Secara umum ada dua macam divisi pasukan dari sistem imun adaptif ini, ada yang membunuh musuh yang berada di luar sel disebut sebagai sistem imunitas humoral yang komponennya adalah antibodi. Pernah denger IgG, IgM, IgA, IgE, mereka adalah contoh antibodi yang kita miliki. Satu lagi divisi dari sistem imun adaptif ini, berperan membunuh musuh yang bersembunyi dalam sel yang tidak mampu dibunuh oleh sistem imun bawaan. Ingat, musuh itu adalah substansi biologis yang cerdas juga loh, mereka bisa mengelabui sistem imun kita dengan menyamar seperti sel tubuh yang normal atau yang paling parah dengan mengambil alih komponen sistem imun kita dan memperbanyak diri di sana, ini yang terjadi misalnya pada infeksi HIV. Komponen sistem imun sitotoksik ini adalah limfosit, pernah dengar CD4 dan CD8, itu adalah contohnya.

Hmmm, saya tidak akan berpanjang-panjang mendongeng secara detail tentang kedua sistem imun itu, nanti dibaca di buku Imunologi saja ya karena mekanismenya sungguh tidak sesederhana penjelasan saya. Buku rujukan menarik yang bisa dibaca misalnya karangan Abul K Abbas dkk, Cellular and Mollecular Immunology.  Tapi ada satu karakter penting dari sistem imun adaptif yang kemudian dijadikan dasar vaksinasi. Kemampuan sistem adaptif ini untuk belajar, mengenali kuman secara detail lalu punya memori untuk itu. Memori inilah yang kemudian yang menjadi dasar spesifikasi pembentukan komponen sistem imun baik humoral maupun sitotoksik. Adanya sel memori akan membuat sistem imun kita akan segera mengenali kuman penyebab penyakit tertentu sehingga respon imun yang dihasilkan pun lebih kuat dan lebih baik.Dan vaksin mempercepat inisiasi sistem imun kita sehingga cepat punya memori terhadap kuman tertentu sekaligus memperkuat respon imun yang dihasilkan.

Penjelasan sederhana dari konsep di atas bisa diterangkan dengan kasus vaksinasi pertusis. Mereka yang belum pernah terpapar dengan kuman pertusis, maka sistem imunnya tidak akan punya sel memori terhadap kuman pertusis, dan selanjutnya tidak akan punya kekebalan adaptif terhadap infeksi penyakit itu sehingga mereka sangat rentan terinfeksi.

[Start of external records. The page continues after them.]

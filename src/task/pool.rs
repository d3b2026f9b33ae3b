use std::future::Future;
use std::sync::atomic::{AtomicBool, Ordering};
use std::sync::Arc;
use std::time::Duration;

use tokio::sync::{Mutex, Semaphore};
use tokio::task::AbortHandle;

use crate::error::ProvisioningError;

/// Runs registration work on the tokio runtime, at most `size` units at a time
#[derive(Debug)]
pub(crate) struct WorkerPool {
    permits: Arc<Semaphore>,
    tasks: Mutex<Vec<AbortHandle>>,
    shutdown: AtomicBool,
}

impl WorkerPool {
    pub(crate) fn new(size: usize) -> Self {
        Self {
            permits: Arc::new(Semaphore::new(size)),
            tasks: Mutex::new(Vec::new()),
            shutdown: AtomicBool::new(false),
        }
    }

    /// Spawn `work` once a slot is free and wait at most `limit` for its result,
    /// admission included. Work that overruns keeps running until [`close`](Self::close).
    pub(crate) async fn run<F, T>(
        &self,
        limit: Duration,
        what: &'static str,
        work: F,
    ) -> crate::Result<T>
    where
        F: Future<Output = crate::Result<T>> + Send + 'static,
        T: Send + 'static,
    {
        let admitted = async {
            let permit = self
                .permits
                .clone()
                .acquire_owned()
                .await
                .map_err(|_| ProvisioningError::PoolShutdown)?;

            let handle = tokio::spawn(async move {
                let _permit = permit;
                work.await
            });
            self.track(handle.abort_handle()).await;

            handle
                .await
                .map_err(|e| ProvisioningError::Task(e.to_string()))?
        };

        match tokio::time::timeout(limit, admitted).await {
            Ok(result) => result,
            Err(_) => {
                debug!("{} did not complete within {:?}", what, limit);
                Err(ProvisioningError::Timeout(what))
            }
        }
    }

    async fn track(&self, task: AbortHandle) {
        let mut tasks = self.tasks.lock().await;
        tasks.retain(|task| !task.is_finished());
        tasks.push(task);
    }

    /// Stop admitting work, then abort whatever is still running. Closing twice is a no-op.
    pub(crate) async fn close(&self) {
        if self.shutdown.swap(true, Ordering::SeqCst) {
            return;
        }

        self.permits.close();

        let tasks = std::mem::take(&mut *self.tasks.lock().await);
        let unfinished = tasks.iter().filter(|task| !task.is_finished()).count();
        for task in tasks {
            task.abort();
        }

        debug!("Worker pool shut down, aborted {} unfinished task(s)", unfinished);
    }

    pub(crate) fn is_shutdown(&self) -> bool {
        self.shutdown.load(Ordering::SeqCst)
    }
}

impl Drop for WorkerPool {
    fn drop(&mut self) {
        for task in self.tasks.get_mut().drain(..) {
            task.abort();
        }
    }
}
use std::fmt;
use std::sync::Arc;
use std::time::Duration;

use crate::authorization::Authorization;
use crate::contract::{response_channel, ProvisioningContract, RequestData};
use crate::error::{ArgumentError, ProvisioningError, SecurityError};
use crate::model::{parse_operation_status, RegistrationOperationStatus};
use crate::security::SecurityProvider;

/// Polls the status of a registration operation once
pub struct StatusTask {
    security_provider: SecurityProvider,
    contract: Arc<dyn ProvisioningContract>,
    operation_id: String,
    authorization: Authorization,
    response_wait: Duration,
}

impl fmt::Debug for StatusTask {
    fn fmt(&self, f: &mut fmt::Formatter<'_>) -> fmt::Result {
        f.debug_struct("StatusTask")
            .field("operation_id", &self.operation_id)
            .field("response_wait", &self.response_wait)
            .finish_non_exhaustive()
    }
}

impl StatusTask {
    /// Create a status task for `operation_id`, waiting at most `response_wait`
    /// for the contract to answer
    pub fn new<T>(
        security_provider: SecurityProvider,
        contract: Arc<dyn ProvisioningContract>,
        operation_id: T,
        authorization: Authorization,
        response_wait: Duration,
    ) -> Result<Self, ArgumentError>
    where
        T: ToString,
    {
        let operation_id = operation_id.to_string();
        if operation_id.is_empty() {
            return Err(ArgumentError::Empty("operation_id"));
        }

        Ok(Self {
            security_provider,
            contract,
            operation_id,
            authorization,
            response_wait,
        })
    }

    /// Query the current status of the operation
    pub async fn call(self) -> crate::Result<RegistrationOperationStatus> {
        let registration_id = self.security_provider.registration_id()?;
        let tls_context = self
            .authorization
            .tls_context()
            .cloned()
            .ok_or(SecurityError::MissingTlsContext)?;

        let mut request = RequestData::new(registration_id)
            .with_operation_id(self.operation_id)
            .with_tls_context(tls_context)
            .with_x509(self.security_provider.is_x509());
        if let Some(sas_token) = self.authorization.sas_token() {
            request = request.with_sas_token(sas_token.to_string());
        }

        let (callback, waiter) = response_channel();
        self.contract
            .get_registration_status(&request, callback)
            .await?;

        let response = waiter.wait(self.response_wait).await;
        let body = response
            .received_body()
            .ok_or(ProvisioningError::StatusNotReceived)?;
        trace!("Status response of {} bytes", body.len());

        parse_operation_status(body)
    }
}
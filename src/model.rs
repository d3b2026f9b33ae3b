use std::fmt;
use std::str::FromStr;

use serde::{Deserialize, Deserializer, Serialize};
use thiserror::Error;

use crate::contract::RequestData;
use crate::error::{ParseError, ProvisioningError};

/// Coarse status of a registration operation
///
/// Deserialized case-insensitively, like [`FromStr`].
#[derive(Debug, Clone, Copy, PartialEq, Eq, Serialize)]
#[serde(rename_all = "lowercase")]
pub enum ProvisioningStatus {
    /// Not yet assigned to a hub
    Unassigned,
    /// Assignment in progress
    Assigning,
    /// Assigned to a hub
    Assigned,
    /// Assignment failed
    Failed,
    /// The enrollment is disabled
    Disabled,
}

impl ProvisioningStatus {
    fn as_str(self) -> &'static str {
        match self {
            ProvisioningStatus::Unassigned => "unassigned",
            ProvisioningStatus::Assigning => "assigning",
            ProvisioningStatus::Assigned => "assigned",
            ProvisioningStatus::Failed => "failed",
            ProvisioningStatus::Disabled => "disabled",
        }
    }
}

impl fmt::Display for ProvisioningStatus {
    fn fmt(&self, f: &mut fmt::Formatter<'_>) -> fmt::Result {
        f.write_str(self.as_str())
    }
}

/// Returned when a string is not a known provisioning status
#[derive(Debug, Error, Clone, PartialEq, Eq)]
#[error("unknown provisioning status '{0}'")]
pub struct UnknownStatus(pub String);

impl FromStr for ProvisioningStatus {
    type Err = UnknownStatus;

    fn from_str(input: &str) -> Result<Self, Self::Err> {
        [
            ProvisioningStatus::Unassigned,
            ProvisioningStatus::Assigning,
            ProvisioningStatus::Assigned,
            ProvisioningStatus::Failed,
            ProvisioningStatus::Disabled,
        ]
        .iter()
        .copied()
        .find(|status| status.as_str().eq_ignore_ascii_case(input.trim()))
        .ok_or_else(|| UnknownStatus(input.to_string()))
    }
}

impl<'de> Deserialize<'de> for ProvisioningStatus {
    fn deserialize<D>(deserializer: D) -> Result<Self, D::Error>
    where
        D: Deserializer<'de>,
    {
        let status = String::deserialize(deserializer)?;
        status.parse().map_err(serde::de::Error::custom)
    }
}

/// Response to a registration or operation status request
#[derive(Debug, Clone, Serialize, Deserialize)]
pub struct RegistrationOperationStatus {
    /// Operation ID.
    #[serde(rename = "operationId")]
    pub operation_id: String,
    /// Device enrollment status.
    #[serde(rename = "status")]
    pub status: ProvisioningStatus,
    /// Device registration status.
    #[serde(rename = "registrationState", skip_serializing_if = "Option::is_none")]
    pub registration_state: Option<DeviceRegistrationResult>,
}

impl RegistrationOperationStatus {
    /// Parse and validate a service response body
    pub fn from_json(body: &[u8]) -> Result<Self, ParseError> {
        if body.iter().all(u8::is_ascii_whitespace) {
            return Err(ParseError::Empty);
        }

        let status: RegistrationOperationStatus = serde_json::from_slice(body)?;
        if status.operation_id.is_empty() {
            return Err(ParseError::MissingField("operationId"));
        }
        if let Some(state) = &status.registration_state {
            state.validate()?;
        }

        Ok(status)
    }
}

/// Parse a response that is either an operation status or, when the service
/// rejected the request, an error document
pub(crate) fn parse_operation_status(body: &[u8]) -> crate::Result<RegistrationOperationStatus> {
    RegistrationOperationStatus::from_json(body).or_else(|parse_error| {
        match ServiceError::from_json(body) {
            Ok(service_error) => Err(service_error.into()),
            Err(_) => Err(parse_error.into()),
        }
    })
}

/// Detailed registration state reported by the service
#[derive(Debug, Clone, Serialize, Deserialize)]
pub struct DeviceRegistrationResult {
    /// Registration result returned when using TPM attestation
    #[serde(skip_serializing_if = "Option::is_none")]
    pub tpm: Option<TpmRegistrationResult>,
    /// Registration result returned when using X509 attestation
    #[serde(skip_serializing_if = "Option::is_none")]
    pub x509: Option<X509RegistrationResult>,
    /// Registration result returned when using SymmetricKey attestation
    #[serde(rename = "symmetricKey", skip_serializing_if = "Option::is_none")]
    pub symmetric_key: Option<SymmetricKeyRegistrationResult>,
    /// The registration ID is alphanumeric, lowercase, and may contain hyphens.
    #[serde(rename = "registrationId")]
    pub registration_id: String,
    /// Registration create date time (in UTC).
    #[serde(rename = "createdDateTimeUtc", skip_serializing_if = "Option::is_none")]
    pub created_date_time_utc: Option<String>,
    /// Assigned Azure IoT Hub.
    #[serde(rename = "assignedHub", skip_serializing_if = "Option::is_none")]
    pub assigned_hub: Option<String>,
    /// Device ID.
    #[serde(rename = "deviceId", skip_serializing_if = "Option::is_none")]
    pub device_id: Option<String>,
    /// Enrollment status.
    #[serde(rename = "status")]
    pub status: ProvisioningStatus,
    /// Substatus for 'Assigned' devices, e.g. `initialAssignment`,
    /// `deviceDataMigrated` or `deviceDataReset`.
    #[serde(rename = "substatus", skip_serializing_if = "Option::is_none")]
    pub substatus: Option<String>,
    /// Error code, accepted as a number or a numeric string.
    #[serde(
        rename = "errorCode",
        default,
        deserialize_with = "lenient_error_code",
        skip_serializing_if = "Option::is_none"
    )]
    pub error_code: Option<i64>,
    /// Error message.
    #[serde(rename = "errorMessage", skip_serializing_if = "Option::is_none")]
    pub error_message: Option<String>,
    /// Last updated date time (in UTC).
    #[serde(
        rename = "lastUpdatedDateTimeUtc",
        skip_serializing_if = "Option::is_none"
    )]
    pub last_updated_date_time_utc: Option<String>,
    /// The entity tag associated with the resource.
    #[serde(rename = "etag", skip_serializing_if = "Option::is_none")]
    pub etag: Option<String>,
    /// Custom payload returned by the allocation policy.
    #[serde(rename = "payload", skip_serializing_if = "Option::is_none")]
    pub payload: Option<serde_json::Value>,
}

impl DeviceRegistrationResult {
    fn validate(&self) -> Result<(), ParseError> {
        if self.registration_id.is_empty() {
            return Err(ParseError::MissingField("registrationState.registrationId"));
        }

        let attestations = [
            self.tpm.is_some(),
            self.x509.is_some(),
            self.symmetric_key.is_some(),
        ];
        if attestations.iter().filter(|present| **present).count() > 1 {
            return Err(ParseError::ConflictingAttestation);
        }

        Ok(())
    }
}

Seorang kawan dokter anak pernah bercerita bahwa di tempat tugasnya di salah satu pulau terpencil, dia banyak sekali menemukan pasien bronkopneumonia. Dan setelah dilacak riwayat vaksinasinya, dia menemukan bahwa cakupan imunisasi pertusis di wilayah itu sangat rendah, demikian pula imunisasi lainnya. Seorang anak yang telah mendapatkan imunisasi pertusis boleh jadi akan tetap bisa terinfeksi kuman pertusis namun pada level yang lebih ringan karena dia sudah punya sistem kekebalan dibandingkan dengan mereka yang tidak pernah mendapatkan vaksinasi itu. Sistem imunnya baru akan membentuk kekebalan padahal jumlah dan virulensi kuman sudah sangat besar, keadaan ini biasanya berakhir dengan komplikasi yang sangat serius seperti bronkopneumonia di atas, bisa sangat berat dan pada banyak kasus berakhir dengan kematian.

Keamanan Vaksin

Aman tidak vaksin itu? Isu ini menjadi isu kedua yang sering dikemukakan oleh penentang vaksin. Pertanyaan ini mengemuka utamanya saat Andrew Wakefield, peneliti Inggris, menerbitkan paper di Lancet pada 28 Februari 1998 yang menjelaskan bahwa terdapat perubahan perilaku dari 12 anak dengan vaksin MMR (Mumps, Measles dan Rubella) yang mengarah ke Autisme Syndrome Disorder (ADS). Wakefield tidak menyatakan secara langsung bahwa vaksin MMR adalah penyebab Autisme pada anak-anak itu, tapi publikasi itu sontak memberikan efek buruk pada cakupan vaksinasi. Angka vaksinasi jatuh terutama di Inggris dan Amerika. Dan setelahnya dilaporkan bahwa angka kejadian penyakit Measless, Rubella dan Campak pun meningkat denga tajam tajam. (Detail informasinya bisa dibaca salah satunya di: Jansen, V. A.; Stollenwerk, N.; Jensen, H. J.; Ramsay, M. E.; Edmunds, W. J.; Rhodes, C. J. Measles outbreaks in a population with declining vaccine uptake. Science, 2003, 301(5634), 804.)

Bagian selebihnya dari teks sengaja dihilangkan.